うだつの上がらない20代前半、昼夜を問わないので文字通り地続きの毎日で、このまま仕事を続けても自分はスターになんてなれないと思った。同級生が載っているかも知れないブレーンも読みたくなくなった。学生の頃はブレーンを眺めては「いつか自分もここで紹介されるクリエイターになる」と鼻の穴を膨らませていたのだが、いざ代理店に入って社歴を重ねる度に鼻の穴は見事に萎んでしまい「どんなに小さくてもいいから載せてはくれないだろうか」とか「宣伝会議の社員と友達になれば何とかならないか」など悶々とした挙句に「ブレーンに載る事が全てじゃない」と自分に言い聞かせる様になった。
「ブレーンに載る事が全てじゃない」と思ってからはあっという間だった。「カンヌが全てじゃない」「JAGDAが全てじゃない」そのあとは「CMが全てじゃない」「マスが全てじゃない」と、気が付けばもう何でも良しになっていた。何でも良しになれば、少しは気持ちが晴れるかと思った。吹っ切れて初心に帰って、また一から頑張れる気がした。だけど、その頃からぼくは喫煙所でビルの明かりを睨む様になったのだった。皮肉な事に、そんな実体験が半分くらい入っている広告業界を舞台にした漫画『左ききのエレン』を描いた事で、この度ブレーンから執筆依頼も来る様になったのだが、これをリベンジだと思える程もう純真では無い。広告で果たせなかった夢を、広告以外で代替する事は出来ないのだ。

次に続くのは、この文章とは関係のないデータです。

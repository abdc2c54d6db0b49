//! Session management for SessionStone
//!
//! This module provides server-side sessions for HTTP applications:
//! - Trait-based session storage (memory, SQLite, or your own backend)
//! - Random client identifiers stored under a keyed hash (anti-fixation)
//! - Automatic save, rotation, renewal and destruction at the end of a request
//! - Read-once flash values
//!
//! # Example
//!
//! ```no_run
//! use sessionstone_core::session::{MemoryStore, SessionConfig, SessionHandle, SessionMiddleware};
//!
//! # async fn example() -> anyhow::Result<()> {
//! let sessions = SessionMiddleware::new(
//!     SessionConfig::new()
//!         .with_store(MemoryStore::new())
//!         .with_secret("change-me")
//!         .with_cookie_name("app_session")
//!         .with_max_age(std::time::Duration::from_secs(3600 * 24)),
//! )?;
//!
//! let req = http::Request::builder().uri("/").body(())?;
//! let resp = sessions
//!     .handle(req, |req| async move {
//!         if let Some(session) = SessionHandle::from_request(&req) {
//!             session.with(|s| s.set("visited", true));
//!         }
//!         http::Response::new(())
//!     })
//!     .await;
//! # Ok(())
//! # }
//! ```

mod cookie;
mod data;
mod entity;
mod error;
mod flash;
mod id;
mod janitor;
mod memory;
mod middleware;
mod sql_store;
mod store;
mod value;

#[cfg(test)]
pub(crate) mod testing;

pub use cookie::{CookieConfig, SessionCookie};
pub use data::{BincodeCoder, JsonCoder, SessionData, StoreCoder, NEVER_RENEW};
pub use entity::{Mark, Session, SessionHandle};
pub use error::{Result, SessionError};
pub use flash::Flash;
pub use id::{generate_id, hash_id, IdCodec, DEFAULT_ENTROPY};
pub use janitor::{JanitorConfig, StoreJanitor};
pub use memory::MemoryStore;
pub use middleware::SessionMiddleware;
pub use sql_store::{SqlStore, DEFAULT_POOL_SIZE, DEFAULT_TABLE};
pub use store::{Store, StoreOptions};
pub use value::Value;

use crate::config::SessionsConfig;
use std::fmt;
use std::sync::Arc;
use std::time::Duration;

/// Default lifetime of a retiring identifier after rotation
pub const DEFAULT_GRACE_PERIOD: Duration = Duration::from_secs(5);

/// SameSite cookie policy
#[derive(Debug, Clone, Copy, PartialEq, Eq)]
pub enum SameSitePolicy {
    /// Strict - cookie only sent to same site
    Strict,

    /// Lax - cookie sent on top-level navigation
    Lax,

    /// None - cookie sent on all requests (requires Secure)
    None,
}

/// Secure cookie flag policy
#[derive(Debug, Clone, Copy, PartialEq, Eq)]
pub enum SecureMode {
    /// Never set Secure
    Never,

    /// Always set Secure
    Always,

    /// Set Secure when the request arrived over TLS, directly or via a
    /// proxy reporting `X-Forwarded-Proto: https`
    Prefer,
}

/// Session configuration
#[derive(Clone)]
pub struct SessionConfig {
    /// Backing store (required)
    pub store: Option<Arc<dyn Store>>,

    /// Payload encoding
    pub coder: Arc<dyn StoreCoder>,

    /// Server secret mixed into storage keys
    pub secret: Vec<u8>,

    /// Random bytes per identifier
    pub entropy: usize,

    /// Cookie configuration (name, attributes, max age)
    pub cookie_config: CookieConfig,

    /// Never rotate identifiers automatically
    pub disable_renew: bool,

    /// Use the client identifier verbatim as the storage key
    pub disable_hash_id: bool,

    /// Extend record expiry on every read
    pub rolling: bool,

    /// How long a retiring identifier stays readable after rotation
    pub grace_period: Duration,

    /// Upper bound for each store call made by the middleware
    pub store_timeout: Option<Duration>,
}

impl Default for SessionConfig {
    fn default() -> Self {
        Self {
            store: None,
            coder: Arc::new(BincodeCoder),
            secret: Vec::new(),
            entropy: DEFAULT_ENTROPY,
            cookie_config: CookieConfig::default(),
            disable_renew: false,
            disable_hash_id: false,
            rolling: false,
            grace_period: DEFAULT_GRACE_PERIOD,
            store_timeout: None,
        }
    }
}

impl fmt::Debug for SessionConfig {
    fn fmt(&self, f: &mut fmt::Formatter<'_>) -> fmt::Result {
        f.debug_struct("SessionConfig")
            .field("store", &self.store.as_ref().map(|_| "<store>"))
            .field("secret", &"<redacted>")
            .field("entropy", &self.entropy)
            .field("cookie_config", &self.cookie_config)
            .field("disable_renew", &self.disable_renew)
            .field("disable_hash_id", &self.disable_hash_id)
            .field("rolling", &self.rolling)
            .field("grace_period", &self.grace_period)
            .field("store_timeout", &self.store_timeout)
            .finish()
    }
}

impl SessionConfig {
    /// Create a new session configuration with defaults
    pub fn new() -> Self {
        Self::default()
    }

    /// Build from file/env settings; the store still has to be supplied
    pub fn from_settings(settings: &SessionsConfig) -> Result<Self> {
        let same_site = match settings.cookie_samesite.as_str() {
            "Strict" => Some(SameSitePolicy::Strict),
            "Lax" => Some(SameSitePolicy::Lax),
            "None" => Some(SameSitePolicy::None),
            "" | "Off" => None,
            other => {
                return Err(SessionError::Config(format!("unknown SameSite policy: {}", other)))
            }
        };
        let secure = match settings.cookie_secure.as_str() {
            "always" => SecureMode::Always,
            "never" => SecureMode::Never,
            "prefer" => SecureMode::Prefer,
            other => {
                return Err(SessionError::Config(format!("unknown secure mode: {}", other)))
            }
        };

        Ok(Self {
            secret: settings.secret.clone().into_bytes(),
            entropy: settings.entropy,
            cookie_config: CookieConfig {
                name: settings.cookie_name.clone(),
                domain: settings.cookie_domain.clone(),
                path: settings.cookie_path.clone(),
                secure,
                http_only: settings.cookie_httponly,
                same_site,
                max_age: Duration::from_secs(settings.max_age),
            },
            disable_renew: settings.disable_renew,
            disable_hash_id: settings.disable_hash_id,
            rolling: settings.rolling,
            grace_period: Duration::from_secs(settings.grace_period),
            store_timeout: settings.store_timeout_ms.map(Duration::from_millis),
            ..Self::default()
        })
    }

    /// Set the backing store
    pub fn with_store(mut self, store: impl Store + 'static) -> Self {
        self.store = Some(Arc::new(store));
        self
    }

    /// Set an already shared backing store
    pub fn with_shared_store(mut self, store: Arc<dyn Store>) -> Self {
        self.store = Some(store);
        self
    }

    /// Set the payload coder
    pub fn with_coder(mut self, coder: impl StoreCoder + 'static) -> Self {
        self.coder = Arc::new(coder);
        self
    }

    /// Set the server secret used to hash identifiers
    pub fn with_secret(mut self, secret: impl Into<Vec<u8>>) -> Self {
        self.secret = secret.into();
        self
    }

    /// Set identifier entropy in bytes
    pub fn with_entropy(mut self, entropy: usize) -> Self {
        self.entropy = entropy;
        self
    }

    /// Set maximum age of the cookie and of stored records
    pub fn with_max_age(mut self, max_age: Duration) -> Self {
        self.cookie_config.max_age = max_age;
        self
    }

    /// Set cookie name
    pub fn with_cookie_name(mut self, name: impl Into<String>) -> Self {
        self.cookie_config.name = name.into();
        self
    }

    /// Set secure flag policy
    pub fn with_secure(mut self, secure: SecureMode) -> Self {
        self.cookie_config.secure = secure;
        self
    }

    /// Set HTTP only flag
    pub fn with_http_only(mut self, http_only: bool) -> Self {
        self.cookie_config.http_only = http_only;
        self
    }

    /// Set SameSite policy, `None` to omit the attribute
    pub fn with_same_site(mut self, same_site: Option<SameSitePolicy>) -> Self {
        self.cookie_config.same_site = same_site;
        self
    }

    /// Set cookie domain
    pub fn with_domain(mut self, domain: impl Into<String>) -> Self {
        self.cookie_config.domain = Some(domain.into());
        self
    }

    /// Set cookie path
    pub fn with_path(mut self, path: impl Into<String>) -> Self {
        self.cookie_config.path = path.into();
        self
    }

    /// Disable automatic identifier renewal
    pub fn with_disable_renew(mut self, disable: bool) -> Self {
        self.disable_renew = disable;
        self
    }

    /// Store records under the raw client identifier (debugging only)
    pub fn with_disable_hash_id(mut self, disable: bool) -> Self {
        self.disable_hash_id = disable;
        self
    }

    /// Extend record expiry on every read
    ///
    /// Records kept only for a rotation grace window are never extended.
    pub fn with_rolling(mut self, rolling: bool) -> Self {
        self.rolling = rolling;
        self
    }

    /// Set the grace period for retiring identifiers
    ///
    /// Zero deletes the old record as soon as the session rotates.
    pub fn with_grace_period(mut self, grace_period: Duration) -> Self {
        self.grace_period = grace_period;
        self
    }

    /// Bound every store call made by the middleware
    pub fn with_store_timeout(mut self, timeout: Duration) -> Self {
        self.store_timeout = Some(timeout);
        self
    }

    pub fn max_age(&self) -> Duration {
        self.cookie_config.max_age
    }
}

今は、ビルの明かりを睨む事は無くなった。他人の成功を羨む事が減った。素直に「いいね!」が押せる様になった。確かに今は漫画家という一生の仕事を見つけたと思っているけれど、それでも広告で成功できなかった事は一生忘れられないだろう。初恋の女の子みたいに美化されて、ふとした時に胸を締め付けるのだと思う。この文章を、夜中の誰もいない喫煙所で読んでいるあなたへ。あるいは、夜中の誰もいない喫煙所的な心境で読んで下さっているあなたへ。ぼくの代わりに頑張ってください、とは言いません。ただ、どうか頑張ってください。ぼくの漫画が少しでも応援になればと思って、今日も窓がない部屋で描いてます。
朝起きてから見直そうと思ってましたが、夜のテンションのままにしました。
読んで下さってありがとうございます。
娘の寝顔を覗きに行って癒されます。たまに起こしてしまって奥さんに怒られます。